Identification and antimicrobial resistance profiling of Pseudomonas aeruginosa using multi-excitation Raman spectroscopy and computational analytics.

Antimicrobial resistance (AMR) poses a global healthcare challenge, where overprescription of antibiotics contributes to its prevalence. We have developed a rapid multi-excitation Raman spectroscopy methodology (MX-Raman) that outperforms conventional Raman spectroscopy and enhances specificity. A support vector machine (SVM) model was used to identify 20 clinical isolates of Pseudomonas aeruginosa with an accuracy of 93% using MX-Raman. Antibiotic sensitivity profiles for tobramycin, ceftazidime, ciprofloxacin, and imipenem were generated for the bacterial strains and compared with their Raman spectral signatures using MX-Raman. The 20 clinical strains were distinguished according to AMR profiles.

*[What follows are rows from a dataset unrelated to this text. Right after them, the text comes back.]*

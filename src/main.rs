use std::path::PathBuf;
use std::process::ExitCode;

use clap::{Parser, Subcommand};
use indicatif::{ProgressBar, ProgressStyle};
use log::{error, info, warn};
use serde::Serialize;

use sdbench::bench::{ScratchBuffer, SequentialBenchmark};
use sdbench::clock::SystemUptime;
use sdbench::config::SdBenchConfig;
use sdbench::diag::{run_session, sd_card_info};
use sdbench::disk::{DiskAccess, ImageDisk, MemoryDisk};
use sdbench::fs::{self, Mount, MountDescriptor};
use sdbench::report::{TestKind, TestReport};
use sdbench::util::units::{format_bytes, parse_bytes};
use sdbench::{error as sd_error, Result, SdBenchError};

#[derive(Debug, Parser)]
#[command(name = "sdbench")]
#[command(about = "SD card geometry, listing and sequential speed tests")]
struct Cli {
    /// Card image (or raw device) backing the SD disk
    #[arg(long, global = true)]
    image: Option<PathBuf>,
    /// Config file; defaults to the user config directory
    #[arg(long, global = true)]
    config: Option<PathBuf>,
    /// Print reports as JSON on stdout
    #[arg(long, global = true)]
    json: bool,
    #[arg(long, global = true)]
    iterations: Option<u32>,
    #[arg(long = "block-size", global = true)]
    block_size: Option<String>,
    #[command(subcommand)]
    command: Commands,
}

#[derive(Debug, Subcommand)]
enum Commands {
    /// Geometry, mount and root listing
    Info,
    /// List a directory on the card
    Ls { path: Option<String> },
    /// Sequential write test
    Write,
    /// Sequential read test
    Read,
    /// Info, then the write and read tests
    Bench,
    /// Create and format a card image
    Format {
        #[arg(long, default_value = "16MiB")]
        size: String,
        #[arg(long, default_value = "SDCARD")]
        label: String,
    },
}

fn main() -> ExitCode {
    env_logger::Builder::from_env(env_logger::Env::default().default_filter_or("info")).init();

    let cli = Cli::parse();
    match run(cli) {
        Ok(0) => ExitCode::SUCCESS,
        Ok(code) => exit_code(code),
        Err(e) => {
            error!("{}", sd_error::user_friendly_message(&e));
            exit_code(e.status_code())
        }
    }
}

fn exit_code(status: i32) -> ExitCode {
    ExitCode::from(status.unsigned_abs().min(255) as u8)
}

fn load_config(cli: &Cli) -> Result<SdBenchConfig> {
    let mut config = match &cli.config {
        Some(path) => SdBenchConfig::load_from(path)?,
        None => SdBenchConfig::load()?,
    };
    if let Some(image) = &cli.image {
        config = config.with_image_path(image);
    }
    if let Some(iterations) = cli.iterations {
        config = config.with_iterations(iterations);
    }
    if let Some(size) = &cli.block_size {
        let bytes = parse_bytes(size).map_err(SdBenchError::ConfigError)?;
        config = config.with_block_size(bytes as usize);
    }
    if cli.json {
        config = config.with_json_output(true);
    }
    config.validate()?;
    Ok(config)
}

fn image_path(config: &SdBenchConfig) -> Result<&PathBuf> {
    config.image_path.as_ref().ok_or_else(|| {
        SdBenchError::ConfigError("no card image configured; pass --image PATH".to_string())
    })
}

/// Register the card image as the configured disk. A missing image is
/// an empty card slot, so the geometry and mount stages report it.
fn attach_card(config: &SdBenchConfig) -> Result<DiskAccess> {
    let path = image_path(config)?;
    let mut disks = DiskAccess::new();
    match ImageDisk::open(path) {
        Ok(disk) => disks.register(config.disk_name.as_str(), disk),
        Err(e) => {
            warn!("cannot open card image {}: {}", path.display(), e);
            disks.register(config.disk_name.as_str(), MemoryDisk::ejected());
        }
    }
    Ok(disks)
}

fn progress_bar(config: &SdBenchConfig) -> ProgressBar {
    if config.json_output {
        return ProgressBar::hidden();
    }
    let pb = ProgressBar::new(config.total_bytes());
    if let Ok(style) = ProgressStyle::with_template("{spinner} {bytes}/{total_bytes} ({eta}) {msg}") {
        pb.set_style(style);
    }
    pb
}

fn emit<T: Serialize>(config: &SdBenchConfig, value: &T) -> Result<()> {
    if config.json_output {
        println!("{}", serde_json::to_string_pretty(value)?);
    }
    Ok(())
}

fn run(cli: Cli) -> Result<i32> {
    let config = load_config(&cli)?;
    let clock = SystemUptime::new();

    match cli.command {
        Commands::Format { size, label } => {
            let bytes = parse_bytes(&size).map_err(SdBenchError::ConfigError)?;
            let path = image_path(&config)?;
            let mut disk = ImageDisk::create(path, bytes)?;
            fs::format(&mut disk, &label)?;
            info!("Created {} card image at {}", format_bytes(bytes), path.display());
            Ok(0)
        }
        Commands::Info => {
            let mut disks = attach_card(&config)?;
            let session = sd_card_info(&mut disks, &config);
            emit(&config, &session.report)?;
            Ok(session.report.status_code())
        }
        Commands::Ls { path } => {
            let mut disks = attach_card(&config)?;
            let device = disks.volume(&config.disk_name)?;
            let mount = Mount::mount(MountDescriptor::fat(config.mount_point.as_str()), device)?;
            let target = path.unwrap_or_else(|| config.mount_point.clone());
            let entries = mount.lsdir(&target)?;
            emit(&config, &entries)?;
            Ok(0)
        }
        Commands::Write => run_single_test(&config, &clock, TestKind::Write),
        Commands::Read => run_single_test(&config, &clock, TestKind::Read),
        Commands::Bench => {
            let mut disks = attach_card(&config)?;
            let report = run_session(&mut disks, &config, &clock, progress_bar(&config))?;
            emit(&config, &report)?;
            if !config.json_output {
                for test in [&report.write, &report.read] {
                    if let Some(test) = test.value() {
                        println!("{}", test.summary());
                    }
                }
            }
            Ok(report.status_code())
        }
    }
}

fn run_single_test(config: &SdBenchConfig, clock: &SystemUptime, kind: TestKind) -> Result<i32> {
    let mut disks = attach_card(config)?;
    let device = disks.volume(&config.disk_name)?;
    let mut mount = Mount::mount(MountDescriptor::fat(config.mount_point.as_str()), device)?;
    let benchmark = SequentialBenchmark::new(config, clock)?.with_progress(progress_bar(config));
    let mut buffer = ScratchBuffer::new(config.block_size)?;

    let report = match kind {
        TestKind::Write => benchmark.write_speed(&mut mount, &mut buffer)?,
        TestKind::Read => {
            if config.test_files_differ() {
                warn!(
                    "read test uses {} but write test writes {}",
                    config.read_file, config.write_file
                );
            }
            benchmark.read_speed(&mut mount, &mut buffer)?
        }
    };
    mount.unmount()?;
    print_summary(config, &report)?;
    Ok(0)
}

fn print_summary(config: &SdBenchConfig, report: &TestReport) -> Result<()> {
    if config.json_output {
        emit(config, report)
    } else {
        println!("{}", report.summary());
        Ok(())
    }
}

Nine models were assessed for AMR classification performance, and SVM performed best, classifying AMR profiles of each strain with 91-96% accuracy. These data provide the basis for a new rapid clinical diagnostic platform that could screen for bacterial infection and recommend effective antibiotic treatment ahead of confirmation by conventional techniques, improving clinical outcomes and reducing the spread of AMR.